14 enero, 2011

Ajuste de cuentas (el malo)

Dentro de aquel disco de Quique González decía que no hay mejor ajuste de cuentas que escribir una canción. Yo ya no escribo canciones, igual que ya no escribo prospectos de medicinas ni poemas rimados. Las canciones, como los prospectos y los poemas, están en la boca del estómago, esperando a volver. Las cuentas también flotan cerca del píloro. Esas cuentas pendientes que nunca se cobran, pero que tarde o temprano hay que ajustar.

Aquí debería venir el anuncio de cuidado spoiler o el de lo-que-va-a-leer-puede-herir-su-sensibilidad. No me hago responsable de los daños morales. Mejor dicho: me hago enteramente responsable.

Hace más o menos una semana quedé con La Confidencial. Vino a buscarme a casa en el coche y cuando abrí la puerta me preguntó si estaba fibrilando. Fibrilar para La Confidencial es una cardiopatía severa que se resume en una mezcla de nerviosa y enfadada. Me lo preguntaba porque llegaba tarde y sabe que cuando me toca esperar me canso y me preocupo, por mucha paciencia que le eche al asunto. Yo no estaba fibrilando porque La Confidencial – que es perfecta en su más absoluta perfección – me había avisado con tiempo del retraso. Y aunque hubiera estado histérica, poco importa para el propósito de este ajuste de cuentas.

La Confidencial me preguntaba porque sabía cuál sería mi reacción. Y ¿por qué la era consciente de antemano? Pues porque me conoce. Algo tan sencillo como eso. ¿Sencillo? Quizá no tanto.

Hace algo más de tiempo, recibí un SMS que me citaba en un bar con alguien a quien conozco bien. Como no era yo sino que era SuperKika, ella decidió acudir a la cita. Las cosas claras. No quería volver a verle. Le reconocí que hay cosas que están cerradas, pero que tenerle cerca no me ayudaba.

El hielo del pasado con frecuencia es fino sobre el agua congelada. Mejor no pisar las melancolías de antes.

No sé si él llevaba ensayada la respuesta, pero me dijo que él era capaz de separar lo que se supone que seguía sintiendo por mí – propia confesión – de lo que podíamos ser ahora. Yo no quiero separar, porque no soy tan fría. Solamente le pedí educadamente que se marchara antes de cerrar la puerta. Era muy importante y logré hacerlo.

- Las cosas son así porque tú lo decidiste de ese modo.

Suena a frase hecha, pero era verdad. Y como solamente hay una cosa en el mundo más rápida que la velocidad de la luz y esa es la autojustificación, procedió a autojustificarse.

- Kika, elegí quedarme con ella porque tu vida es demasiado complicada para mí. Y porque creo que no te conozco.

Prefiero pensar que no escogió el argumento con ánimo de herir. Como hablaba con SuperKika y con esa no hay quien pueda, le dio igual. La Kika normal se quedó con la cuenta pendiente. Ahora tiene ganas de hablar, de decir lo evidente. Hace nueve años que le conozco. Fuimos amigos, pero no me conocía, claro. Estuvimos enrollados mientras él tenía novia, pero en ese momento mi personalidad múltiple y facetada tampoco le caló hondo así que debió de dearse mucho por ver. Finalmente, me pidió una semana para pensarse qué hacía.

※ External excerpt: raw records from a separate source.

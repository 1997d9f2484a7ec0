use drawsync_core::raster::Raster;

#[derive(thiserror::Error, Debug)]
pub enum ExportError {
    #[error(transparent)]
    Io(#[from] std::io::Error),
    #[error(transparent)]
    Png(#[from] png::EncodingError),
}

/// Encode as an 8-bit RGBA png.
pub fn encode(raster: &Raster, into: impl std::io::Write) -> Result<(), ExportError> {
    let mut encoder = png::Encoder::new(into, raster.width(), raster.height());
    encoder.set_color(png::ColorType::Rgba);
    encoder.set_depth(png::BitDepth::Eight);
    let mut writer = encoder.write_header()?;
    writer.write_image_data(raster.as_bytes())?;
    writer.finish()?;
    Ok(())
}

pub fn write_png(raster: &Raster, path: &std::path::Path) -> Result<(), ExportError> {
    let file = std::io::BufWriter::new(std::fs::File::create(path)?);
    encode(raster, file)?;
    log::info!(
        "Wrote {}x{} image to {path:?}",
        raster.width(),
        raster.height()
    );
    Ok(())
}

Tuvo que pedírmelo porque evidentemente, no me conocía y por lo tanto pensaba que no se la concedería, y como no me conocía resultó que le dejé pensárselo (estúpida, dice SuperKika), y finalmente él decidió quedarse con su novia. Será porque se dio cuenta de que no me conocía.

El argumento era de pataleta, sinceramente. Pero no me cogí ninguna perra. Simplemente dije adiós y me marché.

Conozco a La Confidencial desde hace mucho menos. Por eso su pregunta es tan importante. Porque me conoce lo bastante como para saber cómo me siento. Igual que Lady K sabe que odio los hospitales o Queens sabe que si estoy triste siempre me animan unas galletas o una taza de té o El Arquero sabe que mi pintor impresionista favorito es Camille Pisarro. Igual que yo les conozco a ellos.

Que no me conoce. Qué gracioso. En ese momento, cayó una gruesa capa de hielo sobre nosotros.

Caso cerrado.

4 comentarios:

Eva dijo...

http://www.youtube.com/watch?v=7cZYvszjRLA

(caso cerrado)

Feliz año, K.

Elena Lechuga dijo...

Caso cerrado.
Herida abierta.
A la mierda.

kika... dijo...

Eva... siempre apareces cuando más te echo de menos. Me ha encantado el tema. Y el vídeo.

Un beso enorme,
K

kika... dijo...

Elena, como decía aquella canción de Tontxu... "al final, como siempre, cicatrices".